I would like to have the spatial standard deviation for a variable (let's say temperature). in other words, does GrADS have a "astd" (similarly to aave) command I could use?
There is no command like this in GRADS. But you can actually compute the standard deviation in two ways:
[1] Compute manually. For example:
*compute the mean
x1 = ave(ts1.1,t=1,t=120)
*compute stdev
s1 = sqrt(ave(pow(ts1.1-x1,2),t=1,t=120)*(n1/(n1-1)))

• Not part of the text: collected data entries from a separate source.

//! SIP Planner CLI
//!
//! Command-line interface for SIP projections, the risk quiz and batch runs

use anyhow::{bail, Context, Result};
use clap::{Parser, Subcommand};
use log::warn;
use sip_planner::{
    batch::{load_cases, write_series, write_summary, BatchRunner},
    format::{format_amount, format_currency, projection_headline},
    learn::{learning_path, HUB_TAGLINE, HUB_TITLE, LEARNING_PATHS},
    ProjectionEngine, ProjectionInput, RiskQuiz, CalculatorSettings,
};
use std::fs::File;
use std::path::{Path, PathBuf};

#[derive(Parser)]
#[command(name = "sip-planner", version, about = "SIP return projections and investor tools")]
struct Cli {
    /// JSON file overriding the calculator ranges and defaults
    #[arg(long, global = true)]
    settings: Option<PathBuf>,

    #[command(subcommand)]
    command: Command,
}

#[derive(Subcommand)]
enum Command {
    /// Project a monthly SIP and print the yearly breakdown
    Project {
        /// Monthly investment in rupees
        #[arg(long)]
        monthly: Option<f64>,

        /// Expected annual return in percent
        #[arg(long)]
        rate: Option<f64>,

        /// Investment period in years
        #[arg(long)]
        years: Option<u32>,

        /// Also write the yearly series to this CSV file
        #[arg(long)]
        csv: Option<PathBuf>,

        /// Print the result as JSON instead of a table
        #[arg(long)]
        json: bool,
    },

    /// Score the risk-tolerance quiz (omit answers to list the questions)
    Quiz {
        /// Option values in question order, e.g. 1,2,3
        #[arg(long, value_delimiter = ',')]
        answers: Vec<u32>,
    },

    /// Read the learning hub (omit the topic to list topics)
    Learn {
        /// Topic id, e.g. investing-101
        topic: Option<String>,
    },

    /// Project every case in a CSV file
    Batch {
        /// Input CSV (CaseId,MonthlyContribution,AnnualReturnPct,HorizonYears)
        #[arg(long)]
        input: PathBuf,

        /// Per-case totals output
        #[arg(long)]
        summary: PathBuf,

        /// Optional per-year output
        #[arg(long)]
        series: Option<PathBuf>,
    },
}

fn main() -> Result<()> {
    env_logger::init();
    let cli = Cli::parse();

    let settings = match &cli.settings {
        Some(path) => CalculatorSettings::from_json_path(path)
            .with_context(|| format!("loading settings from {}", path.display()))?,
        None => CalculatorSettings::default(),
    };

    match cli.command {
        Command::Project { monthly, rate, years, csv, json } => {
            let input = ProjectionInput::new(
                monthly.unwrap_or(settings.monthly_contribution.default),
                rate.unwrap_or(settings.return_rate_percent.default),
                years.unwrap_or(settings.horizon_years.default.round() as u32),
            )?;
            run_projection(&settings, &input, csv.as_deref(), json)
        }
        Command::Quiz { answers } => run_quiz(&answers),
        Command::Learn { topic } => run_learn(topic.as_deref()),
        Command::Batch { input, summary, series } => {
            run_batch(settings, &input, &summary, series.as_deref())
        }
    }
}

fn run_projection(
    settings: &CalculatorSettings,
    input: &ProjectionInput,
    csv_path: Option<&Path>,
    json: bool,
) -> Result<()> {
    for issue in settings.out_of_range(input) {
        warn!("{} (calculator range)", issue);
    }

    let result = ProjectionEngine::new(input).project();

    if json {
        println!("{}", serde_json::to_string_pretty(&result)?);
    } else {
        println!("SIP Projection");
        println!("==============\n");
        println!("  Monthly investment: {}", format_currency(input.monthly_contribution()));
        println!("  Expected return:    {}% p.a.", input.annual_return_rate_percent());
        println!("  Time period:        {} years", input.horizon_years());
        println!();

        println!("{:>4} {:>18} {:>18} {:>20}", "Year", "Invested", "Returns", "Total");
        println!("{}", "-".repeat(63));
        for s in &result.yearly_series {
            println!(
                "{:>4} {:>18} {:>18} {:>20}",
                s.year,
                format_amount(s.invested_to_date),
                format_amount(s.returns_to_date),
                format_amount(s.total_to_date),
            );
        }

        println!("\nSummary:");
        println!("  Invested:    {}", format_amount(result.total_invested));
        println!("  Returns:     {}", format_amount(result.total_returns));
        println!("  Total Value: {}", format_amount(result.total_value));
        println!("\n{}", projection_headline(&result));
    }

    if let Some(path) = csv_path {
        let file = File::create(path).with_context(|| format!("creating {}", path.display()))?;
        let mut writer = csv::Writer::from_writer(file);
        for snapshot in &result.yearly_series {
            writer.serialize(snapshot)?;
        }
        writer.flush()?;
        eprintln!("Yearly series written to: {}", path.display());
    }

    Ok(())
}

fn run_quiz(answers: &[u32]) -> Result<()> {
    let quiz = RiskQuiz::standard();

    if answers.is_empty() {
        for question in quiz.questions() {
            println!("{}. {}", question.id, question.text);
            for option in &question.options {
                println!("   [{}] {}", option.value, option.text);
            }
        }
        return Ok(());
    }

    let assessment = quiz.assess_in_order(answers)?;
    println!("Your Risk Profile is: {}", assessment.profile);
    println!("Score: {} / {}", assessment.score, assessment.max_score);
    println!("{}", assessment.profile.description());
    Ok(())
}

fn run_learn(topic: Option<&str>) -> Result<()> {
    let Some(topic) = topic else {
        println!("{}", HUB_TITLE);
        println!("{}\n", HUB_TAGLINE);
        for path in LEARNING_PATHS {
            println!("  {:<18} {}", path.id, path.title);
        }
        return Ok(());
    };

    let Some(path) = learning_path(topic) else {
        let known: Vec<&str> = LEARNING_PATHS.iter().map(|p| p.id).collect();
        bail!("unknown topic '{}' (expected one of: {})", topic, known.join(", "));
    };
    println!("{}\n", path.title);
    println!("{}", path.plain_text());
    Ok(())
}

fn run_batch(
    settings: CalculatorSettings,
    input: &Path,
    summary: &Path,
    series: Option<&Path>,
) -> Result<()> {
    let cases = load_cases(input).with_context(|| format!("loading cases from {}", input.display()))?;
    println!("Loaded {} cases from {}", cases.len(), input.display());

    let outcomes = BatchRunner::with_settings(settings).run(&cases);

    let file = File::create(summary).with_context(|| format!("creating {}", summary.display()))?;
    write_summary(file, &outcomes)?;
    println!("Summary written to: {}", summary.display());

    if let Some(path) = series {
        let file = File::create(path).with_context(|| format!("creating {}", path.display()))?;
        write_series(file, &outcomes)?;
        println!("Yearly series written to: {}", path.display());
    }

    let failed = outcomes.iter().filter(|o| o.result.is_err()).count();
    if failed > 0 {
        println!("{} of {} cases had invalid inputs (see Error column)", failed, outcomes.len());
    }
    Ok(())
}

n here is the number of samples.
[2] You can use the built in function 'stat' in GRADS.
You can use 'set stat on' or 'set gxout stat'
These commands will give you statics such as the following:
Data Type = grid
Dimensions = 0 1
I Dimension = 1 to 73 Linear 0 5
J Dimension = 1 to 46 Linear -90 4
Sizes = 73 46 3358
Undef value = -2.56e+33
Undef count = 1763 Valid count = 1595
Min, Max = 243.008 302.818
Cmin, cmax, cint = 245 300 5
Stats[sum,sumsqr,root(sumsqr),n]: 452778 1.29046e+08 11359.8 1595
Stats[(sum,sumsqr,root(sumsqr))/n]: 283.874 80906.7 284.441
Stats[(sum,sumsqr,root(sumsqr))/(n-1)]: 284.052 80957.4 284.53
Stats[(sigma,var)(n)]: 17.9565 322.437
Stats[(sigma,var)(n-1)]: 17.9622 322.64
Contouring: 245 to 300 interval 5
Sigma here is the standard deviation and Var is variance.
Is this what you are looking for?